Try it = Lines with the word "through": copy all of them from the entries below.

Task inputs =
══════════

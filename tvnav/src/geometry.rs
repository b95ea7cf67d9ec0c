// Copyright 2025 the Understory Authors
// SPDX-License-Identifier: Apache-2.0 OR MIT

//! Geometry for directional scoring: shadows, overlap, and distance.
//!
//! All functions here are pure. Rectangles are [`kurbo::Rect`] in viewport
//! coordinates and are assumed to be normalized (`x0 <= x1`, `y0 <= y1`) and
//! finite, except for the unbounded side of a [`shadow`].
//!
//! ## Scoring
//!
//! A candidate is considered only when it lies *ahead* of the reference in
//! the requested direction and overlaps the reference's shadow on the
//! perpendicular axis. Among those:
//!
//! 1. Larger perpendicular overlap wins. Overlap is measured as a fraction of
//!    the shorter of the two perpendicular spans, so a small element sitting
//!    entirely inside a large element's shadow scores `1.0`.
//! 2. Smaller gap along the primary axis breaks overlap ties.
//!
//! Comparisons use small tolerances ([`OVERLAP_EPSILON`], [`DISTANCE_EPSILON`])
//! and only a strict win replaces the incumbent, so identical layouts resolve
//! identically regardless of fractional-pixel offsets, and exact ties fall back
//! to document order.

use kurbo::Rect;

use crate::direction::Direction;

/// Tolerance when comparing overlap fractions.
pub const OVERLAP_EPSILON: f64 = 1e-6;

/// Tolerance, in pixels, when comparing distances and edges.
pub const DISTANCE_EPSILON: f64 = 1e-3;

/// How much smaller a remembered element's overlap may be while still counting
/// as comparable to the best candidate.
pub const HISTORY_OVERLAP_SLACK: f64 = 0.25;

/// How much farther, in pixels, a remembered element may be while still
/// counting as comparable to the best candidate.
pub const HISTORY_DISTANCE_SLACK: f64 = 8.0;

/// The unbounded strip swept from `rect` in `direction`.
///
/// For [`Direction::Right`] this spans from `rect`'s right edge to `+∞` with
/// `rect`'s vertical extent; the other directions are analogous.
#[must_use]
pub fn shadow(rect: Rect, direction: Direction) -> Rect {
    match direction {
        Direction::Up => Rect::new(rect.x0, f64::NEG_INFINITY, rect.x1, rect.y0),
        Direction::Down => Rect::new(rect.x0, rect.y1, rect.x1, f64::INFINITY),
        Direction::Left => Rect::new(f64::NEG_INFINITY, rect.y0, rect.x0, rect.y1),
        Direction::Right => Rect::new(rect.x1, rect.y0, f64::INFINITY, rect.y1),
    }
}

/// Signed gap along the primary axis from `reference`'s far edge to
/// `candidate`'s near edge. Negative when the candidate starts behind that edge.
#[must_use]
pub fn primary_gap(reference: Rect, candidate: Rect, direction: Direction) -> f64 {
    match direction {
        Direction::Up => reference.y0 - candidate.y1,
        Direction::Down => candidate.y0 - reference.y1,
        Direction::Left => reference.x0 - candidate.x1,
        Direction::Right => candidate.x0 - reference.x1,
    }
}

/// Fraction of the shorter perpendicular span covered by `candidate`'s
/// intersection with `reference`'s shadow, in `[0, 1]`.
///
/// Only meaningful for candidates ahead of the reference; see [`score`].
#[must_use]
pub fn overlap_fraction(reference: Rect, candidate: Rect, direction: Direction) -> f64 {
    let hit = shadow(reference, direction).intersect(candidate);
    let (covered, reference_span, candidate_span) = if direction.is_horizontal() {
        (hit.height(), reference.height(), candidate.height())
    } else {
        (hit.width(), reference.width(), candidate.width())
    };
    let short_edge = reference_span.min(candidate_span);
    if short_edge <= 0.0 {
        return 0.0;
    }
    (covered / short_edge).clamp(0.0, 1.0)
}

/// Ranking key of a candidate relative to a reference and direction.
#[derive(Copy, Clone, Debug, PartialEq)]
pub struct Score {
    /// Perpendicular overlap with the reference's shadow, in `(0, 1]`. Larger wins.
    pub overlap: f64,
    /// Gap along the primary axis, `>= 0`. Smaller wins.
    pub distance: f64,
}

impl Score {
    /// Returns `true` if `self` ranks strictly above `other`.
    ///
    /// Differences within [`OVERLAP_EPSILON`] / [`DISTANCE_EPSILON`] are ties,
    /// and ties never win.
    #[must_use]
    pub fn beats(&self, other: &Self) -> bool {
        if self.overlap > other.overlap + OVERLAP_EPSILON {
            return true;
        }
        if self.overlap < other.overlap - OVERLAP_EPSILON {
            return false;
        }
        self.distance < other.distance - DISTANCE_EPSILON
    }

    /// Looser comparison used for remembered (history) candidates.
    ///
    /// Returns `true` when `self` is within [`HISTORY_OVERLAP_SLACK`] of
    /// `best`'s overlap and within [`HISTORY_DISTANCE_SLACK`] of its distance.
    #[must_use]
    pub fn is_comparable_to(&self, best: &Self) -> bool {
        self.overlap + HISTORY_OVERLAP_SLACK >= best.overlap
            && self.distance <= best.distance + HISTORY_DISTANCE_SLACK
    }
}

/// Scores `candidate` against `reference` for a move in `direction`.
///
/// Returns `None` when the candidate starts behind the reference's far edge
/// or does not overlap its shadow.
#[must_use]
pub fn score(reference: Rect, candidate: Rect, direction: Direction) -> Option<Score> {
    let gap = primary_gap(reference, candidate, direction);
    if gap < -DISTANCE_EPSILON {
        return None;
    }
    let overlap = overlap_fraction(reference, candidate, direction);
    if overlap <= OVERLAP_EPSILON {
        return None;
    }
    Some(Score {
        overlap,
        distance: gap.max(0.0),
    })
}

/// A zero-thickness reference on the edge of `viewport` that a move in
/// `direction` enters through.
///
/// Moving right into a frame enters through its left edge, and so on. The
/// perpendicular extent comes from `incoming` when it overlaps the viewport on
/// that axis, and spans the whole viewport otherwise.
#[must_use]
pub fn entry_edge(viewport: Rect, direction: Direction, incoming: Option<Rect>) -> Rect {
    let span = incoming
        .map(|r| r.intersect(viewport))
        .filter(|r| {
            if direction.is_horizontal() {
                r.height() > 0.0
            } else {
                r.width() > 0.0
            }
        })
        .unwrap_or(viewport);
    match direction {
        Direction::Up => Rect::new(span.x0, viewport.y1, span.x1, viewport.y1),
        Direction::Down => Rect::new(span.x0, viewport.y0, span.x1, viewport.y0),
        Direction::Left => Rect::new(viewport.x1, span.y0, viewport.x1, span.y1),
        Direction::Right => Rect::new(viewport.x0, span.y0, viewport.x0, span.y1),
    }
}

/// Returns `true` if every edge of `a` is within [`DISTANCE_EPSILON`] of `b`'s.
#[must_use]
pub fn same_rect(a: Rect, b: Rect) -> bool {
    let near = |p: f64, q: f64| p - q <= DISTANCE_EPSILON && q - p <= DISTANCE_EPSILON;
    near(a.x0, b.x0) && near(a.y0, b.y0) && near(a.x1, b.x1) && near(a.y1, b.y1)
}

══════════

Solution =
/// `direction` enters through.
/// Moving right into a frame enters through its left edge, and so on. The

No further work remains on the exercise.